_Exercise prompt_
Scan the material for the word "Deserialize", then return every line where it appears.

_Record excerpts_
------------

// SPDX-License-Identifier: MIT OR Apache-2.0
//! MaterialX semantic types and typed values.

use serde::{Deserialize, Serialize};
use tracing::warn;

/// Semantic type of a port, input or output.
#[derive(Debug, Clone, PartialEq, Eq, Hash, Serialize, Deserialize)]
pub enum ValueType {
    /// Floating point scalar
    Float,
    /// Integer scalar
    Integer,
    /// Boolean flag
    Boolean,
    /// 2D vector
    Vector2,
    /// 3D vector
    Vector3,
    /// 4D vector
    Vector4,
    /// RGB color
    Color3,
    /// RGBA color
    Color4,
    /// Freeform string
    String,
    /// Filesystem path to a texture or resource
    Filename,
    /// Surface shader closure
    SurfaceShader,
    /// Displacement shader closure
    DisplacementShader,
    /// Volume shader closure
    VolumeShader,
    /// Material reference
    Material,
    /// Multi-output marker type on document nodes
    MultiOutput,
    /// Any other MaterialX type (arrays, matrices, geomnames, ...)
    Custom(String),
}

impl ValueType {
    /// Parse a MaterialX type name.
    pub fn from_name(name: &str) -> Self {
        match name {
            "float" => Self::Float,
            "integer" => Self::Integer,
            "boolean" => Self::Boolean,
            "vector2" => Self::Vector2,
            "vector3" => Self::Vector3,
            "vector4" => Self::Vector4,
            "color3" => Self::Color3,
            "color4" => Self::Color4,
            "string" => Self::String,
            "filename" => Self::Filename,
            "surfaceshader" => Self::SurfaceShader,
            "displacementshader" => Self::DisplacementShader,
            "volumeshader" => Self::VolumeShader,
            "material" => Self::Material,
            "multioutput" => Self::MultiOutput,
            other => Self::Custom(other.to_string()),
        }
    }

    /// The MaterialX type name.
    pub fn name(&self) -> &str {
        match self {
            Self::Float => "float",
            Self::Integer => "integer",
            Self::Boolean => "boolean",
            Self::Vector2 => "vector2",
            Self::Vector3 => "vector3",
            Self::Vector4 => "vector4",
            Self::Color3 => "color3",
            Self::Color4 => "color4",
            Self::String => "string",
            Self::Filename => "filename",
            Self::SurfaceShader => "surfaceshader",
            Self::DisplacementShader => "displacementshader",
            Self::VolumeShader => "volumeshader",
            Self::Material => "material",
            Self::MultiOutput => "multioutput",
            Self::Custom(name) => name,
        }
    }

    /// Number of numeric channels, for vector-like types.
    pub fn channels(&self) -> Option<usize> {
        match self {
            Self::Float => Some(1),
            Self::Vector2 => Some(2),
            Self::Vector3 | Self::Color3 => Some(3),
            Self::Vector4 | Self::Color4 => Some(4),
            _ => None,
        }
    }

    /// Whether this type is a shader closure (no widget-editable value).
    pub fn is_shader(&self) -> bool {
        matches!(
            self,
            Self::SurfaceShader | Self::DisplacementShader | Self::VolumeShader
        )
    }

    /// Deterministic display color for ports of this type.
    ///
    /// Seeded by the type name, so the same type string yields the same
    /// color across the whole graph, independent of the node instance.
    pub fn port_color(&self) -> [u8; 3] {
        let mut color = [0u8; 3];
        for (i, channel) in color.iter_mut().enumerate() {
            let mut hash: u64 = 0xcbf2_9ce4_8422_2325;
            for byte in self.name().bytes().chain([b'0' + i as u8]) {
                hash ^= u64::from(byte);
                hash = hash.wrapping_mul(0x0000_0100_0000_01b3);
            }
            *channel = (hash % 255) as u8;
        }
        color
    }
}

impl std::fmt::Display for ValueType {
    fn fmt(&self, f: &mut std::fmt::Formatter<'_>) -> std::fmt::Result {
        f.write_str(self.name())
    }
}

/// A typed value carried by a node property or document input.
#[derive(Debug, Clone, PartialEq, Serialize, Deserialize)]
pub enum Value {
    /// Floating point scalar
    Float(f32),
    /// Integer scalar
    Integer(i32),
    /// Boolean flag
    Boolean(bool),
    /// 2D vector
    Vector2([f32; 2]),
    /// 3D vector
    Vector3([f32; 3]),
    /// 4D vector
    Vector4([f32; 4]),
    /// RGB color
    Color3([f32; 3]),
    /// RGBA color
    Color4([f32; 4]),
    /// Freeform string (also used for filenames and unknown types)
    String(String),
}

impl Value {
    /// Default value for an input of the given type.
    ///
    /// Scalars default to zero, vectors and colors to the zero vector with
    /// the correct channel count (color4 alpha 1), strings and filenames to
    /// the empty string. Types without a widget representation fall back to
    /// a generic string value.
    pub fn default_for(ty: &ValueType) -> Self {
        match ty {
            ValueType::Float => Self::Float(0.0),
            ValueType::Integer => Self::Integer(0),
            ValueType::Boolean => Self::Boolean(false),
            ValueType::Vector2 => Self::Vector2([0.0; 2]),
            ValueType::Vector3 => Self::Vector3([0.0; 3]),
            ValueType::Vector4 => Self::Vector4([0.0; 4]),
            ValueType::Color3 => Self::Color3([0.0; 3]),
            ValueType::Color4 => Self::Color4([0.0, 0.0, 0.0, 1.0]),
            ValueType::String | ValueType::Filename => Self::String(String::new()),
            other => {
                if !other.is_shader() && !matches!(other, ValueType::Material) {
                    warn!(ty = %other, "no widget representation for type, storing as text");
                }
                Self::String(String::new())
            }
        }
    }

    /// Parse a MaterialX value string (comma-separated components).
    pub fn parse(ty: &ValueType, text: &str) -> Option<Self> {
        fn components<const N: usize>(text: &str) -> Option<[f32; N]> {
            let mut out = [0.0f32; N];
            let mut parts = text.split(',');
            for slot in &mut out {
                *slot = parts.next()?.trim().parse().ok()?;
            }
            parts.next().is_none().then_some(out)
        }

        match ty {
            ValueType::Float => text.trim().parse().ok().map(Self::Float),
            ValueType::Integer => text.trim().parse().ok().map(Self::Integer),
            ValueType::Boolean => match text.trim() {
                "true" => Some(Self::Boolean(true)),
                "false" => Some(Self::Boolean(false)),
                _ => None,
            },
            ValueType::Vector2 => components(text).map(Self::Vector2),
            ValueType::Vector3 => components(text).map(Self::Vector3),
            ValueType::Vector4 => components(text).map(Self::Vector4),
            ValueType::Color3 => components(text).map(Self::Color3),
            ValueType::Color4 => components(text).map(Self::Color4),
            _ => Some(Self::String(text.to_string())),
        }
    }

    /// Format as a MaterialX value string.
    pub fn to_value_string(&self) -> String {
        fn join(values: &[f32]) -> String {
            values
                .iter()
                .map(ToString::to_string)
                .collect::<Vec<_>>()
                .join(", ")
        }

        match self {
            Self::Float(v) => v.to_string(),
            Self::Integer(v) => v.to_string(),
            Self::Boolean(v) => v.to_string(),
            Self::Vector2(v) => join(v),
            Self::Vector3(v) | Self::Color3(v) => join(v),
            Self::Vector4(v) | Self::Color4(v) => join(v),
            Self::String(v) => v.clone(),
        }
    }

    /// Whether this is an empty string value (no value worth serializing).
    pub fn is_empty_string(&self) -> bool {
        matches!(self, Self::String(s) if s.is_empty())
    }
}

#[cfg(test)]
mod tests {
    use super::*;

    #[test]
    fn type_names_round_trip() {
        for name in ["float", "color3", "vector4", "filename", "surfaceshader", "BSDF"] {
            assert_eq!(ValueType::from_name(name).name(), name);
        }
    }

    #[test]
    fn port_color_is_stable_per_type() {
        assert_eq!(
            ValueType::Color3.port_color(),
            ValueType::from_name("color3").port_color()
        );
        assert_ne!(ValueType::Color3.port_color(), ValueType::Vector3.port_color());
    }

    #[test]
    fn defaults_match_channel_counts() {
        assert_eq!(Value::default_for(&ValueType::Float), Value::Float(0.0));
        assert_eq!(Value::default_for(&ValueType::Color3), Value::Color3([0.0; 3]));
        assert_eq!(
            Value::default_for(&ValueType::Color4),
            Value::Color4([0.0, 0.0, 0.0, 1.0])
        );
        assert_eq!(Value::default_for(&ValueType::Filename), Value::String(String::new()));
    }

    #[test]
    fn parse_and_print_values() {
        let v = Value::parse(&ValueType::Color3, "0.2, 0.4, 0.6").unwrap();
        assert_eq!(v, Value::Color3([0.2, 0.4, 0.6]));
        assert_eq!(v.to_value_string(), "0.2, 0.4, 0.6");
        assert_eq!(Value::parse(&ValueType::Float, "1.5"), Some(Value::Float(1.5)));
        assert_eq!(Value::parse(&ValueType::Vector2, "1, 2, 3"), None);
    }
}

------------

_Written answer_
use serde::{Deserialize, Serialize};
#[derive(Debug, Clone, PartialEq, Eq, Hash, Serialize, Deserialize)]
#[derive(Debug, Clone, PartialEq, Serialize, Deserialize)]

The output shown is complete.